Posts Tagged ‘polyphemous moth’

You Never Know

June 15, 2009

I never thought for a moment the cocoon I picked up off the ground last winter would be anything more than a curiousity to show school children.  In fact, I wondered why I was bothering since I already had one at home just like it.  But something about this homely thing got my attention, and it couldn’t just have been the guest on the walk with me who said, “Hey, what’s this thing?”  Sometimes we  follow an inner voice.  Apparently, this particular inner voice was saying, “Pick up the cocoon, bring it home, dig out a butterfly habitat from the basement, put the cocoon in there and pin it to the side, hang the whole shebang on a shepherd’s crook from the side of the deck, wait several months.”  It must have been saying so, since that’s what I did.

The other day I looked at that cocoon, and I said to it, “If something doesn’t happen with you by the end of June, you’re out of here.”  I had that location in mind for a hanging basket.  Evidently, the moth inside there heard me, because last night he hatched out!  This was no measly moth that jumps out of the way when you mow the lawn!  This was the North American granddaddy of them all, the Polyphemous Moth!  With a wingspan of up to five and a half inches, this moth is nothing short of astounding.  The polyphemous is the largest of the North American moths.   

polyphemous moth

It has “false eyes” on each of its four wings, the better to confuse preditors.  As an adult, it may live only a few days.  This stage of life is its’ prettiest and shortest.  It doesn’t even have mouthparts, as eating is unecessary.  The remaining task is to pass on some DNA and go gently into that good night, as only a moth can do.

It is thought that there may be more moth species than butterflies.  But as the butterfly is awake essentially during the same hours as humans, the moth may be artificially underepresented in the insect census.  If the polyphemous moth is any example, it may also be that the moths are equally or still more beautiful than their daylight cousins.  If there is anything that could make you fall in love with a “bug”, it is a look at this exquisite creature.  I’m not “off” butterflies or anything, but the polyphemous moth has made me into a dewey-eyed lover of the nighttime kind of butterfly.

It’s funny how things that happen on nature walks  turn out.  An offhand question about a little fuzzy thing hanging from a branch turns into the thrill of a lifetime!  Nature can fool you so often. 

Last saturday we had record crowds at our wildflower walk.  It was the “perfect storm” of nature events.  Connecticut Trails Day intersected with our usual weekend offering, which in turn met with the Great Park Pursuit (we didn’t realize it, but we were one of the “featured” walk locations and I guess the only one in Hartford County).  Let’s just  say it was crowded and leave it there.  Next year, we’ll have the logic worked out. 

The words “Hey, what’s this?”  are music to the ears of anyone leading a nature walk.  It means at least one person is paying attention! Last Saturday one of our guests came forward with a little thing no bigger than most pebbles saying, “What’s this?”.  The “pebble” had a tail and four legs.  The tail was wedged in as close as possible to the carapace (the top shell), and the legs were frozen stiff.

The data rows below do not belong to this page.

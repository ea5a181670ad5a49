//! [`SimulationSynchronizer`] – advances the simulated world once per cycle.
//!
//! Outside simulation mode the synchronizer holds no world and every call is
//! a no-op.  In simulation mode a world is mandatory; losing access to it is
//! a [`FieldbotError::SimulationDesync`], never a silent skip.

use fieldbot_hal::sim::arena::NOTE_TYPE;
use fieldbot_hal::SimWorldHandle;
use fieldbot_types::{ConfigError, FieldbotError, OperatingMode, Pose2d, TelemetryValue};
use tracing::trace;

use crate::recorder::TelemetrySink;
use crate::subsystems::Drive;

pub const ROBOT_POSITION_KEY: &str = "FieldSimulation/RobotPosition";
pub const NOTES_KEY: &str = "FieldSimulation/Notes";

pub struct SimulationSynchronizer {
    world: Option<SimWorldHandle>,
}

impl SimulationSynchronizer {
    /// # Errors
    ///
    /// - [`FieldbotError::SimulationDesync`] – simulation mode without a world.
    /// - [`ConfigError::Invalid`] – a world supplied in any other mode.
    pub fn new(mode: OperatingMode, world: Option<SimWorldHandle>) -> Result<Self, FieldbotError> {
        match (mode, world) {
            (OperatingMode::Simulation, None) => Err(FieldbotError::SimulationDesync(
                "simulation mode selected but no simulated world was built".to_string(),
            )),
            (OperatingMode::Simulation, Some(world)) => Ok(Self { world: Some(world) }),
            (_, None) => Ok(Self { world: None }),
            (other, Some(_)) => Err(ConfigError::Invalid(format!(
                "a simulated world must not exist in {other} mode"
            ))
            .into()),
        }
    }

    pub fn is_active(&self) -> bool {
        self.world.is_some()
    }

    /// Step the world by `dt` seconds and publish the robot and note poses.
    ///
    /// # Errors
    ///
    /// [`FieldbotError::SimulationDesync`] if the world is already borrowed,
    /// i.e. something holds it across the cycle boundary.
    pub fn tick(&mut self, dt: f64, sink: &mut dyn TelemetrySink) -> Result<(), FieldbotError> {
        let Some(world) = &self.world else {
            return Ok(());
        };
        let mut world = world.try_borrow_mut().map_err(|e| {
            FieldbotError::SimulationDesync(format!("simulated world unavailable: {e}"))
        })?;
        world.step(dt);

        let pose = world.drive.pose();
        trace!(x = pose.x(), y = pose.y(), "simulated robot pose");
        sink.record(ROBOT_POSITION_KEY, TelemetryValue::Pose(pose));
        if let Some(notes) = world.game_pieces_by_type(NOTE_TYPE) {
            sink.record(NOTES_KEY, TelemetryValue::Poses3d(notes));
        }
        Ok(())
    }

    /// Ground-truth pose of the simulated body, when simulating.
    pub fn simulated_pose(&self) -> Option<Pose2d> {
        self.world.as_ref().map(|w| w.borrow().drive.pose())
    }

    /// The simulated pose when simulating, otherwise the drivetrain's
    /// estimate.
    pub fn resolve_current_pose(&self, drive: &Drive) -> Pose2d {
        self.simulated_pose().unwrap_or_else(|| drive.pose())
    }
}

#[cfg(test)]
mod tests {
    use super::*;
    use crate::recorder::MemorySink;
    use crate::subsystems::DriveConfig;
    use fieldbot_hal::io::{ModuleIo, ReplayGyro, ReplayModule};
    use fieldbot_hal::{SimWorld, SimWorldConfig};
    use fieldbot_types::Rotation2d;

    fn replay_drive() -> Drive {
        let modules = std::array::from_fn(|_| Box::new(ReplayModule) as Box<dyn ModuleIo>);
        Drive::new(DriveConfig::default(), Box::new(ReplayGyro), modules)
    }

    #[test]
    fn inactive_outside_simulation() {
        for mode in [OperatingMode::Real, OperatingMode::Replay] {
            let mut sync = SimulationSynchronizer::new(mode, None).unwrap();
            let mut sink = MemorySink::new();
            for _ in 0..10 {
                sync.tick(0.02, &mut sink).unwrap();
            }
            assert!(!sync.is_active());
            assert_eq!(sink.write_count(), 0);
        }
    }

    #[test]
    fn simulation_without_world_is_desync() {
        let err = SimulationSynchronizer::new(OperatingMode::Simulation, None)
            .err()
            .unwrap();
        assert!(matches!(err, FieldbotError::SimulationDesync(_)));
    }

    #[test]
    fn world_in_real_mode_is_rejected() {
        let world = SimWorld::new(SimWorldConfig::default()).into_handle();
        let err = SimulationSynchronizer::new(OperatingMode::Real, Some(world))
            .err()
            .unwrap();
        assert!(matches!(err, FieldbotError::Config(ConfigError::Invalid(_))));
    }

    #[test]
    fn tick_publishes_pose_and_notes() {
        let world = SimWorld::new(SimWorldConfig::default()).into_handle();
        let mut sync =
            SimulationSynchronizer::new(OperatingMode::Simulation, Some(world.clone())).unwrap();
        let mut sink = MemorySink::new();
        sync.tick(0.02, &mut sink).unwrap();

        assert_eq!(
            sink.latest(ROBOT_POSITION_KEY),
            Some(&TelemetryValue::Pose(Pose2d::new(3.0, 3.0, Rotation2d::ZERO)))
        );
        let Some(TelemetryValue::Poses3d(notes)) = sink.latest(NOTES_KEY) else {
            panic!("notes not published");
        };
        assert_eq!(notes.len(), 11);
    }

    #[test]
    fn held_borrow_is_desync() {
        let world = SimWorld::new(SimWorldConfig::default()).into_handle();
        let mut sync =
            SimulationSynchronizer::new(OperatingMode::Simulation, Some(world.clone())).unwrap();
        let _held = world.borrow();
        let err = sync.tick(0.02, &mut MemorySink::new()).unwrap_err();
        assert!(matches!(err, FieldbotError::SimulationDesync(_)));
    }

    #[test]
    fn resolve_pose_prefers_simulation() {
        let mut drive = replay_drive();
        drive.set_pose(Pose2d::new(1.0, 1.0, Rotation2d::ZERO));

        let real = SimulationSynchronizer::new(OperatingMode::Real, None).unwrap();
        assert_eq!(real.resolve_current_pose(&drive), Pose2d::new(1.0, 1.0, Rotation2d::ZERO));

        let world = SimWorld::new(SimWorldConfig::default()).into_handle();
        let sim = SimulationSynchronizer::new(OperatingMode::Simulation, Some(world)).unwrap();
        assert_eq!(sim.resolve_current_pose(&drive), Pose2d::new(3.0, 3.0, Rotation2d::ZERO));
    }
}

The head was tucked deep inside the shell.  I thought it was dead.

But I grabbed that “teachable moment” and held fast, explaining how turtles come out of the water at this time of year, and lay eggs in the meadow.  This one was a Painted Turtle, having gotten its’ name from the pretty markings on its neck and shell, which look as though they have been painted on.  I figured it couldn’t hurt to put the little guy into the water.  He seemed so dried out.  And as Tony Soprano says, you never know.  So I put him in the stream.  He sank like a stone. 

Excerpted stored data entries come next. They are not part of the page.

//! Planar and spatial geometry shared by the facades, the simulated world and
//! the telemetry sink.
//!
//! Conventions follow the usual field frame: `x` points away from the blue
//! alliance wall, `y` to the left, angles are counter-clockwise positive and
//! stored in radians.

use std::f64::consts::PI;

use serde::{Deserialize, Serialize};

/// A planar rotation, stored in radians and normalised to `(-π, π]`.
#[derive(Debug, Clone, Copy, PartialEq, Default, Serialize, Deserialize)]
pub struct Rotation2d {
    radians: f64,
}

impl Rotation2d {
    pub const ZERO: Rotation2d = Rotation2d { radians: 0.0 };

    pub fn from_radians(radians: f64) -> Self {
        Self {
            radians: normalize_angle(radians),
        }
    }

    pub fn from_degrees(degrees: f64) -> Self {
        Self::from_radians(degrees.to_radians())
    }

    pub fn radians(&self) -> f64 {
        self.radians
    }

    pub fn degrees(&self) -> f64 {
        self.radians.to_degrees()
    }

    pub fn cos(&self) -> f64 {
        self.radians.cos()
    }

    pub fn sin(&self) -> f64 {
        self.radians.sin()
    }

    /// Compose two rotations.
    pub fn rotate_by(&self, other: Rotation2d) -> Self {
        Self::from_radians(self.radians + other.radians)
    }

    pub fn inverse(&self) -> Self {
        Self::from_radians(-self.radians)
    }
}

/// Wrap `radians` into `(-π, π]`.
pub fn normalize_angle(radians: f64) -> f64 {
    let mut a = radians % (2.0 * PI);
    if a <= -PI {
        a += 2.0 * PI;
    } else if a > PI {
        a -= 2.0 * PI;
    }
    a
}

/// A planar vector in metres.
#[derive(Debug, Clone, Copy, PartialEq, Default, Serialize, Deserialize)]
pub struct Translation2d {
    pub x: f64,
    pub y: f64,
}

impl Translation2d {
    pub fn new(x: f64, y: f64) -> Self {
        Self { x, y }
    }

    pub fn norm(&self) -> f64 {
        self.x.hypot(self.y)
    }

    pub fn angle(&self) -> Rotation2d {
        Rotation2d::from_radians(self.y.atan2(self.x))
    }

    pub fn rotate_by(&self, rotation: Rotation2d) -> Self {
        Self {
            x: self.x * rotation.cos() - self.y * rotation.sin(),
            y: self.x * rotation.sin() + self.y * rotation.cos(),
        }
    }

    pub fn plus(&self, other: Translation2d) -> Self {
        Self::new(self.x + other.x, self.y + other.y)
    }

    pub fn minus(&self, other: Translation2d) -> Self {
        Self::new(self.x - other.x, self.y - other.y)
    }

    pub fn scale(&self, factor: f64) -> Self {
        Self::new(self.x * factor, self.y * factor)
    }

    pub fn distance(&self, other: Translation2d) -> f64 {
        self.minus(other).norm()
    }
}

/// Robot pose on the field.
#[derive(Debug, Clone, Copy, PartialEq, Default, Serialize, Deserialize)]
pub struct Pose2d {
    pub translation: Translation2d,
    pub rotation: Rotation2d,
}

impl Pose2d {
    pub fn new(x: f64, y: f64, rotation: Rotation2d) -> Self {
        Self {
            translation: Translation2d::new(x, y),
            rotation,
        }
    }

    pub fn x(&self) -> f64 {
        self.translation.x
    }

    pub fn y(&self) -> f64 {
        self.translation.y
    }

    /// Transform a point expressed in this pose's frame into the field frame.
    pub fn transform_point(&self, local: Translation2d) -> Translation2d {
        self.translation.plus(local.rotate_by(self.rotation))
    }

    /// Express a field-frame point in this pose's frame.
    pub fn relative_point(&self, field: Translation2d) -> Translation2d {
        field.minus(self.translation).rotate_by(self.rotation.inverse())
    }
}

/// A spatial pose, used for game pieces that leave the ground.
///
/// Only yaw matters for notes, so pitch and roll are kept for visualisers but
/// never integrated.
#[derive(Debug, Clone, Copy, PartialEq, Default, Serialize, Deserialize)]
pub struct Pose3d {
    pub x: f64,
    pub y: f64,
    pub z: f64,
    pub roll: f64,
    pub pitch: f64,
    pub yaw: f64,
}

impl Pose3d {
    /// Lift a planar pose to height `z`.
    pub fn from_pose2d(pose: Pose2d, z: f64) -> Self {
        Self {
            x: pose.x(),
            y: pose.y(),
            z,
            roll: 0.0,
            pitch: 0.0,
            yaw: pose.rotation.radians(),
        }
    }

    pub fn ground_translation(&self) -> Translation2d {
        Translation2d::new(self.x, self.y)
    }
}

/// Chassis velocity. Whether it is robot- or field-relative depends on the
/// call site; the conversion helpers make the frame explicit.
#[derive(Debug, Clone, Copy, PartialEq, Default, Serialize, Deserialize)]
pub struct ChassisSpeeds {
    /// Forward velocity, m/s.
    pub vx: f64,
    /// Leftward velocity, m/s.
    pub vy: f64,
    /// Counter-clockwise angular velocity, rad/s.
    pub omega: f64,
}

impl ChassisSpeeds {
    pub fn new(vx: f64, vy: f64, omega: f64) -> Self {
        Self { vx, vy, omega }
    }

    /// Convert field-relative speeds into the robot frame given the robot's
    /// heading.
    pub fn from_field_relative(field: ChassisSpeeds, heading: Rotation2d) -> Self {
        let v = Translation2d::new(field.vx, field.vy).rotate_by(heading.inverse());
        Self::new(v.x, v.y, field.omega)
    }

    /// Convert robot-relative speeds into the field frame.
    pub fn to_field_relative(&self, heading: Rotation2d) -> Self {
        let v = Translation2d::new(self.vx, self.vy).rotate_by(heading);
        Self::new(v.x, v.y, self.omega)
    }
}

Everyone feels a little sad when that kind of thing happens.  So once I saw that turtle head for the bottom with no little legs moving, I got out of there fast.  I scrambled up and away from the stream and was trying to find something else to show the group when I heard a shout go up.  It was alive!  I had given up too early.  The baby turtle was stunned, certainly, playing dead-maybe, but it was most definitely not dead.  And we watched it  swim away to what I think is likely to be an easy living at our pond.

baby painted turtle

Is there a moral to the story?  I don’t really think there are morals in nature, except the ones we artificially assign.  But it does show how wrong you can be.